Saved entries:
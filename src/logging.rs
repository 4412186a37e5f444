//! Tracing infrastructure
//!
//! Structured logging for the writeout buffer and its driver, built on the
//! `tracing` and `tracing-subscriber` crates:
//! - Pretty, compact or JSON output
//! - Environment-based filtering (`RUST_LOG` overrides the configured level)
//! - Integration with [`WriteoutConfig`]
//!
//! # Example
//! ```no_run
//! use daq_writeout::{config::WriteoutConfig, logging};
//! use tracing::info;
//!
//! # fn main() -> Result<(), Box<dyn std::error::Error>> {
//! let config = WriteoutConfig::load()?;
//! logging::init_from_config(&config)?;
//! info!("Writeout started");
//! # Ok(())
//! # }
//! ```

use crate::config::WriteoutConfig;
use crate::error::{WriteoutError, WriteoutResult};
use tracing::{Level, Subscriber};
use tracing_subscriber::{
    fmt::{self, format::FmtSpan},
    layer::SubscriberExt,
    registry::LookupSpan,
    util::SubscriberInitExt,
    EnvFilter, Layer,
};

/// Output format for tracing
#[derive(Debug, Clone, Copy, PartialEq, Eq)]
pub enum OutputFormat {
    /// Pretty-printed format with colors (for development)
    Pretty,
    /// Compact format without colors
    Compact,
    /// JSON format for log aggregation
    Json,
}

impl std::str::FromStr for OutputFormat {
    type Err = WriteoutError;

    fn from_str(s: &str) -> Result<Self, Self::Err> {
        match s.to_lowercase().as_str() {
            "pretty" => Ok(OutputFormat::Pretty),
            "compact" => Ok(OutputFormat::Compact),
            "json" => Ok(OutputFormat::Json),
            other => Err(WriteoutError::Configuration(format!(
                "Invalid log format '{other}'. Must be one of: pretty, compact, json"
            ))),
        }
    }
}

/// Tracing configuration options
#[derive(Debug, Clone)]
pub struct LoggingConfig {
    /// Log level
    pub level: Level,
    /// Output format
    pub format: OutputFormat,
    /// Whether to include span events (NEW, CLOSE)
    pub with_span_events: bool,
    /// Whether to include file and line numbers
    pub with_file_and_line: bool,
    /// Whether to enable ANSI colors (only for Pretty format)
    pub with_ansi: bool,
}

impl Default for LoggingConfig {
    fn default() -> Self {
        Self {
            level: Level::INFO,
            format: OutputFormat::Compact,
            with_span_events: false,
            with_file_and_line: false,
            with_ansi: true,
        }
    }
}

impl LoggingConfig {
    /// Create tracing config from the loaded configuration
    pub fn from_config(config: &WriteoutConfig) -> WriteoutResult<Self> {
        let level = parse_log_level(&config.application.log_level)?;
        Ok(Self {
            level,
            ..Default::default()
        })
    }

    /// Create tracing config with custom level
    #[must_use]
    pub fn new(level: Level) -> Self {
        Self {
            level,
            ..Default::default()
        }
    }

    /// Set output format
    #[must_use]
    pub fn with_format(mut self, format: OutputFormat) -> Self {
        self.format = format;
        self
    }

    /// Enable or disable span events
    #[must_use]
    pub fn with_span_events(mut self, enabled: bool) -> Self {
        self.with_span_events = enabled;
        self
    }

    /// Enable or disable ANSI colors
    #[must_use]
    pub fn with_ansi(mut self, enabled: bool) -> Self {
        self.with_ansi = enabled;
        self
    }
}

/// Initialize tracing from the loaded configuration
pub fn init_from_config(config: &WriteoutConfig) -> WriteoutResult<()> {
    init(LoggingConfig::from_config(config)?)
}

/// Initialize tracing with custom configuration
///
/// Idempotent: if a global subscriber is already installed this returns `Ok(())`.
pub fn init(config: LoggingConfig) -> WriteoutResult<()> {
    let layer = fmt_layer(&config);
    match tracing_subscriber::registry().with(layer).try_init() {
        Ok(()) => Ok(()),
        // Already initialized: expected in tests and when embedded.
        Err(_) if tracing::dispatcher::has_been_set() => Ok(()),
        Err(e) => Err(WriteoutError::Configuration(format!(
            "Failed to initialize tracing: {e}"
        ))),
    }
}

/// Formatting layer for `config`, filtered by `RUST_LOG` or the configured level.
fn fmt_layer<S>(config: &LoggingConfig) -> Box<dyn Layer<S> + Send + Sync + 'static>
where
    S: Subscriber + for<'a> LookupSpan<'a> + 'static,
{
    let env_filter = EnvFilter::try_from_default_env()
        .unwrap_or_else(|_| EnvFilter::new(config.level.to_string().to_lowercase()));

    let span_events = if config.with_span_events {
        FmtSpan::NEW | FmtSpan::CLOSE
    } else {
        FmtSpan::NONE
    };

    let base = fmt::layer()
        .with_span_events(span_events)
        .with_file(config.with_file_and_line)
        .with_line_number(config.with_file_and_line);

    match config.format {
        OutputFormat::Pretty => base
            .pretty()
            .with_ansi(config.with_ansi)
            .with_filter(env_filter)
            .boxed(),
        OutputFormat::Compact => base.compact().with_ansi(false).with_filter(env_filter).boxed(),
        OutputFormat::Json => base.json().with_filter(env_filter).boxed(),
    }
}

/// Parse log level string into tracing Level
pub fn parse_log_level(level: &str) -> WriteoutResult<Level> {
    match level.to_lowercase().as_str() {
        "trace" => Ok(Level::TRACE),
        "debug" => Ok(Level::DEBUG),
        "info" => Ok(Level::INFO),
        "warn" => Ok(Level::WARN),
        "error" => Ok(Level::ERROR),
        _ => Err(WriteoutError::Configuration(format!(
            "Invalid log level '{level}'. Must be one of: trace, debug, info, warn, error"
        ))),
    }
}
//! Digit contributions deposited into the writeout buffer.
//!
//! The buffer itself only needs to move a contribution's timestamp and know
//! which channel it belongs to; [`Contribution`] captures exactly that, plus
//! the merge rule used when a window is collapsed into one digit per channel.
//! [`LabeledDigit`] is the concrete payload used by the simulation: an energy
//! deposit together with the Monte-Carlo truth labels that produced it.

use serde::{Deserialize, Serialize};

/// A value that can be deposited into a time bin.
pub trait Contribution: Clone {
    /// Time of the contribution in the buffer's time units.
    fn timestamp(&self) -> f64;

    /// Overwrite the contribution's time.
    fn set_timestamp(&mut self, timestamp: f64);

    /// Channel the contribution was produced in.
    fn channel(&self) -> u32;

    /// Merge another contribution of the same channel into this one.
    fn accumulate(&mut self, other: &Self);

    /// Shift the contribution's time by `offset`.
    fn shift_timestamp(&mut self, offset: f64) {
        let shifted = self.timestamp() + offset;
        self.set_timestamp(shifted);
    }
}

/// Raw readout value of one channel.
#[derive(Debug, Clone, Copy, PartialEq, Serialize, Deserialize)]
pub struct Digit {
    /// Channel (tower) identifier.
    pub channel: u32,
    /// Deposited amplitude.
    pub amplitude: f64,
    /// Time of the deposit.
    pub time: f64,
}

impl Digit {
    /// Create a digit.
    #[must_use]
    pub fn new(channel: u32, amplitude: f64, time: f64) -> Self {
        Self {
            channel,
            amplitude,
            time,
        }
    }
}

/// Monte-Carlo truth reference carried by a digit.
#[derive(Debug, Clone, Copy, PartialEq, Serialize, Deserialize)]
pub struct McLabel {
    /// Track that produced the deposit.
    pub track_id: i32,
    /// Simulated event the track belongs to.
    pub event_id: i32,
    /// Source (signal or background stream) of the event.
    pub source_id: i32,
    /// Fraction of the digit amplitude attributed to this label.
    pub amplitude_fraction: f64,
}

impl McLabel {
    /// Create a label.
    #[must_use]
    pub fn new(track_id: i32, event_id: i32, source_id: i32, amplitude_fraction: f64) -> Self {
        Self {
            track_id,
            event_id,
            source_id,
            amplitude_fraction,
        }
    }

    fn same_origin(&self, other: &McLabel) -> bool {
        self.track_id == other.track_id
            && self.event_id == other.event_id
            && self.source_id == other.source_id
    }
}

/// Digit together with the truth labels that contributed to it.
#[derive(Debug, Clone, PartialEq, Serialize, Deserialize)]
pub struct LabeledDigit {
    /// Readout value.
    pub digit: Digit,
    /// Truth labels, fractions summing to one for a positive amplitude.
    #[serde(default)]
    pub labels: Vec<McLabel>,
}

impl LabeledDigit {
    /// Digit with a single label owning the whole amplitude.
    #[must_use]
    pub fn new(digit: Digit, label: McLabel) -> Self {
        Self {
            digit,
            labels: vec![McLabel {
                amplitude_fraction: 1.0,
                ..label
            }],
        }
    }

    /// Digit without truth information.
    #[must_use]
    pub fn unlabeled(digit: Digit) -> Self {
        Self {
            digit,
            labels: Vec::new(),
        }
    }

    /// Amplitude of the digit.
    #[must_use]
    pub fn amplitude(&self) -> f64 {
        self.digit.amplitude
    }
}

impl Contribution for LabeledDigit {
    fn timestamp(&self) -> f64 {
        self.digit.time
    }

    fn set_timestamp(&mut self, timestamp: f64) {
        self.digit.time = timestamp;
    }

    fn channel(&self) -> u32 {
        self.digit.channel
    }

    fn accumulate(&mut self, other: &Self) {
        let own = self.digit.amplitude;
        let theirs = other.digit.amplitude;
        let total = own + theirs;

        // Fractions are stored relative to each digit's own amplitude; convert to
        // absolute amplitudes, merge, then renormalise against the sum.
        let mut merged: Vec<McLabel> = self
            .labels
            .iter()
            .map(|label| McLabel {
                amplitude_fraction: label.amplitude_fraction * own,
                ..*label
            })
            .collect();
        for label in &other.labels {
            let absolute = label.amplitude_fraction * theirs;
            match merged.iter_mut().find(|known| known.same_origin(label)) {
                Some(known) => known.amplitude_fraction += absolute,
                None => merged.push(McLabel {
                    amplitude_fraction: absolute,
                    ..*label
                }),
            }
        }
        if total > 0.0 {
            for label in &mut merged {
                label.amplitude_fraction /= total;
            }
        }

        self.labels = merged;
        self.digit.amplitude = total;
        self.digit.time = self.digit.time.min(other.digit.time);
    }
}
//! Configuration loading using Figment.
//!
//! Configuration is layered:
//! 1. Built-in defaults (the EMCAL readout timing)
//! 2. A TOML file (optional; missing files are skipped)
//! 3. Environment variables prefixed with `DAQ_WRITEOUT_`, nested keys split on `__`
//!
//! # Example
//! ```no_run
//! use daq_writeout::config::WriteoutConfig;
//!
//! let config = WriteoutConfig::load_from("config/writeout.toml")?;
//! config.validate()?;
//! println!("Buffer depth: {}", config.buffer.time_bins);
//! # Ok::<(), daq_writeout::error::WriteoutError>(())
//! ```
//!
//! Environment override example: `DAQ_WRITEOUT_TRIGGER__LIVE_TIME=2000`.

use crate::error::{WriteoutError, WriteoutResult};
use figment::{
    providers::{Env, Format, Serialized, Toml},
    Figment,
};
use serde::{Deserialize, Serialize};
use std::path::{Path, PathBuf};

/// Environment prefix for overrides.
pub const ENV_PREFIX: &str = "DAQ_WRITEOUT_";

/// Default configuration file location.
pub const DEFAULT_CONFIG_PATH: &str = "config/writeout.toml";

/// Read-only source of the trigger timing constants.
pub trait ParameterSource {
    /// Length of the live (recording) part of a window.
    fn live_time(&self) -> u64;
    /// Dead time following the live part.
    fn busy_time(&self) -> u64;
    /// Lead time ahead of a trigger during which bins are already recorded.
    fn pre_trigger_time(&self) -> u64;
}

/// Top-level configuration
#[derive(Debug, Clone, Default, PartialEq, Serialize, Deserialize)]
#[serde(default)]
pub struct WriteoutConfig {
    /// Application settings
    pub application: ApplicationConfig,
    /// Buffer geometry
    pub buffer: BufferConfig,
    /// Trigger timing
    pub trigger: SimParams,
    /// Output sink selection
    pub output: OutputConfig,
}

/// Application-level configuration
#[derive(Debug, Clone, PartialEq, Serialize, Deserialize)]
#[serde(default)]
pub struct ApplicationConfig {
    /// Application name
    pub name: String,
    /// Logging level (trace, debug, info, warn, error)
    pub log_level: String,
}

impl Default for ApplicationConfig {
    fn default() -> Self {
        Self {
            name: "daq-writeout".to_string(),
            log_level: "info".to_string(),
        }
    }
}

/// Buffer geometry
#[derive(Debug, Clone, PartialEq, Serialize, Deserialize)]
#[serde(default)]
pub struct BufferConfig {
    /// Number of future time bins (one readout window).
    pub time_bins: usize,
}

impl Default for BufferConfig {
    fn default() -> Self {
        Self { time_bins: 15 }
    }
}

/// Trigger timing parameters, in ns.
#[derive(Debug, Clone, Copy, PartialEq, Eq, Serialize, Deserialize)]
#[serde(default)]
pub struct SimParams {
    /// Live time of a readout window
    pub live_time: u64,
    /// Busy (dead) time after the live window
    pub busy_time: u64,
    /// Pre-trigger lead time
    pub pre_trigger_time: u64,
}

impl Default for SimParams {
    fn default() -> Self {
        Self {
            live_time: 1500,
            busy_time: 35000,
            pre_trigger_time: 600,
        }
    }
}

impl SimParams {
    /// Explicit timing values.
    #[must_use]
    pub fn new(live_time: u64, busy_time: u64, pre_trigger_time: u64) -> Self {
        Self {
            live_time,
            busy_time,
            pre_trigger_time,
        }
    }
}

impl ParameterSource for SimParams {
    fn live_time(&self) -> u64 {
        self.live_time
    }

    fn busy_time(&self) -> u64 {
        self.busy_time
    }

    fn pre_trigger_time(&self) -> u64 {
        self.pre_trigger_time
    }
}

/// Sink used by the command-line driver
#[derive(Debug, Clone, Copy, PartialEq, Eq, Default, Serialize, Deserialize)]
#[serde(rename_all = "lowercase")]
pub enum OutputFormat {
    /// One JSON object per window
    #[default]
    Jsonl,
    /// One CSV row per digit entry
    Csv,
    /// One JSON object per collapsed readout event
    Events,
    /// Keep windows in memory and only report counts
    Memory,
}

impl OutputFormat {
    /// File extension for the format, if it writes a file.
    #[must_use]
    pub fn extension(&self) -> Option<&'static str> {
        match self {
            OutputFormat::Jsonl | OutputFormat::Events => Some("jsonl"),
            OutputFormat::Csv => Some("csv"),
            OutputFormat::Memory => None,
        }
    }
}

impl std::str::FromStr for OutputFormat {
    type Err = String;

    fn from_str(s: &str) -> Result<Self, Self::Err> {
        match s.to_lowercase().as_str() {
            "jsonl" => Ok(OutputFormat::Jsonl),
            "csv" => Ok(OutputFormat::Csv),
            "events" => Ok(OutputFormat::Events),
            "memory" => Ok(OutputFormat::Memory),
            other => Err(format!(
                "Invalid output format '{other}'. Must be one of: jsonl, csv, events, memory"
            )),
        }
    }
}

/// Output configuration
#[derive(Debug, Clone, PartialEq, Serialize, Deserialize)]
#[serde(default)]
pub struct OutputConfig {
    /// Sink format
    pub format: OutputFormat,
    /// Output directory, used when `path` is not set
    pub directory: PathBuf,
    /// Explicit output file
    pub path: Option<PathBuf>,
}

impl Default for OutputConfig {
    fn default() -> Self {
        Self {
            format: OutputFormat::default(),
            directory: PathBuf::from("data"),
            path: None,
        }
    }
}

impl WriteoutConfig {
    /// Load configuration from the default file and environment variables
    pub fn load() -> WriteoutResult<Self> {
        Self::load_from(DEFAULT_CONFIG_PATH)
    }

    /// Load configuration from a specific file path
    pub fn load_from<P: AsRef<Path>>(path: P) -> WriteoutResult<Self> {
        Ok(Self::figment(path.as_ref()).extract()?)
    }

    /// The layered provider stack, exposed for callers that add their own layers.
    #[must_use]
    pub fn figment(path: &Path) -> Figment {
        Figment::from(Serialized::defaults(WriteoutConfig::default()))
            .merge(Toml::file(path))
            .merge(Env::prefixed(ENV_PREFIX).split("__"))
    }

    /// Validate configuration after loading
    pub fn validate(&self) -> WriteoutResult<()> {
        let valid_levels = ["trace", "debug", "info", "warn", "error"];
        if !valid_levels.contains(&self.application.log_level.to_lowercase().as_str()) {
            return Err(WriteoutError::Configuration(format!(
                "Invalid log_level '{}'. Must be one of: {}",
                self.application.log_level,
                valid_levels.join(", ")
            )));
        }

        if self.buffer.time_bins == 0 {
            return Err(WriteoutError::Configuration(
                "buffer.time_bins must be > 0".to_string(),
            ));
        }

        let Some(window) = self.trigger.live_time.checked_add(self.trigger.busy_time) else {
            return Err(WriteoutError::Configuration(format!(
                "trigger.live_time + trigger.busy_time overflows ({} + {})",
                self.trigger.live_time, self.trigger.busy_time
            )));
        };
        if self.trigger.pre_trigger_time > window {
            return Err(WriteoutError::Configuration(format!(
                "trigger.pre_trigger_time {} exceeds live_time + busy_time ({})",
                self.trigger.pre_trigger_time, window
            )));
        }

        if let Some(path) = &self.output.path {
            if path.as_os_str().is_empty() {
                return Err(WriteoutError::Configuration(
                    "output.path must not be empty".to_string(),
                ));
            }
        }

        Ok(())
    }
}
use super::TransformerFactory;
use crate::message::{BinaryWriter, Result};
use crate::spec::{Attribute, Kind};
use crate::types::Value;

/// Drops `kind` from the event entirely.
///
/// Grounded on the Go `deleteAttributeTranscoderFactory`/
/// `deleteAttributeTransformer` pair in
/// `original_source/pkg/binding/transformer/delete_metadata.go`'s
/// `DeleteAttribute`.
pub fn delete_attribute(kind: Kind) -> Box<dyn TransformerFactory> {
    Box::new(DeleteAttributeFactory { kind })
}

struct DeleteAttributeFactory {
    kind: Kind,
}

impl TransformerFactory for DeleteAttributeFactory {
    fn wrap_binary(&self, writer: Box<dyn BinaryWriter>) -> Box<dyn BinaryWriter> {
        Box::new(DeleteAttributeWriter {
            inner: writer,
            kind: self.kind,
        })
    }

    fn event_transformer(&self) -> Option<super::EventTransformer> {
        let kind = self.kind;
        Some(Box::new(move |event| {
            let version = event.specversion().version();
            let attribute = version.attribute_from_kind(kind);
            if attribute.get(event.context()).is_some() {
                attribute.delete(event.context_mut())?;
            }
            Ok(())
        }))
    }
}

struct DeleteAttributeWriter {
    inner: Box<dyn BinaryWriter>,
    kind: Kind,
}

impl BinaryWriter for DeleteAttributeWriter {
    fn start(&mut self) -> Result<()> {
        self.inner.start()
    }

    fn set_attribute(&mut self, attribute: Attribute, value: Value) -> Result<()> {
        if attribute.kind() == self.kind {
            return Ok(());
        }
        self.inner.set_attribute(attribute, value)
    }

    fn set_extension(&mut self, name: &str, value: Value) -> Result<()> {
        self.inner.set_extension(name, value)
    }

    fn set_data(&mut self, data: Vec<u8>) -> Result<()> {
        self.inner.set_data(data)
    }

    fn end(&mut self) -> Result<()> {
        self.inner.end()
    }
}

/// Drops extension `name` from the event entirely.
///
/// Grounded on the Go `deleteExtensionTranscoderFactory`/
/// `deleteExtensionTransformer` pair, same source file.
pub fn delete_extension(name: impl Into<String>) -> Box<dyn TransformerFactory> {
    Box::new(DeleteExtensionFactory { name: name.into() })
}

struct DeleteExtensionFactory {
    name: String,
}

impl TransformerFactory for DeleteExtensionFactory {
    fn wrap_binary(&self, writer: Box<dyn BinaryWriter>) -> Box<dyn BinaryWriter> {
        Box::new(DeleteExtensionWriter {
            inner: writer,
            name: self.name.clone(),
        })
    }

    fn event_transformer(&self) -> Option<super::EventTransformer> {
        let name = self.name.clone();
        Some(Box::new(move |event| {
            event.remove_extension(&name);
            Ok(())
        }))
    }
}

struct DeleteExtensionWriter {
    inner: Box<dyn BinaryWriter>,
    name: String,
}

impl BinaryWriter for DeleteExtensionWriter {
    fn start(&mut self) -> Result<()> {
        self.inner.start()
    }

    fn set_attribute(&mut self, attribute: Attribute, value: Value) -> Result<()> {
        self.inner.set_attribute(attribute, value)
    }

    fn set_extension(&mut self, name: &str, value: Value) -> Result<()> {
        if name == self.name {
            return Ok(());
        }
        self.inner.set_extension(name, value)
    }

    fn set_data(&mut self, data: Vec<u8>) -> Result<()> {
        self.inner.set_data(data)
    }

    fn end(&mut self) -> Result<()> {
        self.inner.end()
    }
}

#[cfg(test)]
mod tests {
    use super::*;
    use crate::event::Event;
    use crate::spec::SpecVersion;

    #[test]
    fn delete_attribute_event_form_clears_optional() {
        let factory = delete_attribute(Kind::Subject);
        let transformer = factory.event_transformer().unwrap();

        let mut event = Event::new(SpecVersion::V10);
        event.set_subject(Some("doc".into()));
        transformer(&mut event).unwrap();
        assert!(event.subject().is_none());
    }

    #[test]
    fn delete_extension_event_form_clears_extension() {
        let factory = delete_extension("comexampletest");
        let transformer = factory.event_transformer().unwrap();

        let mut event = Event::new(SpecVersion::V10);
        event.set_extension("comexampletest", "a");
        transformer(&mut event).unwrap();
        assert!(event.extension("comexampletest").is_none());
    }
}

_AIM OF THE EXERCISE_
In the entries above, find every line with the word "which" and list it.

_RESULT OF THE TASK_
//! which channel it belongs to; [`Contribution`] captures exactly that, plus
    /// Lead time ahead of a trigger during which bins are already recorded.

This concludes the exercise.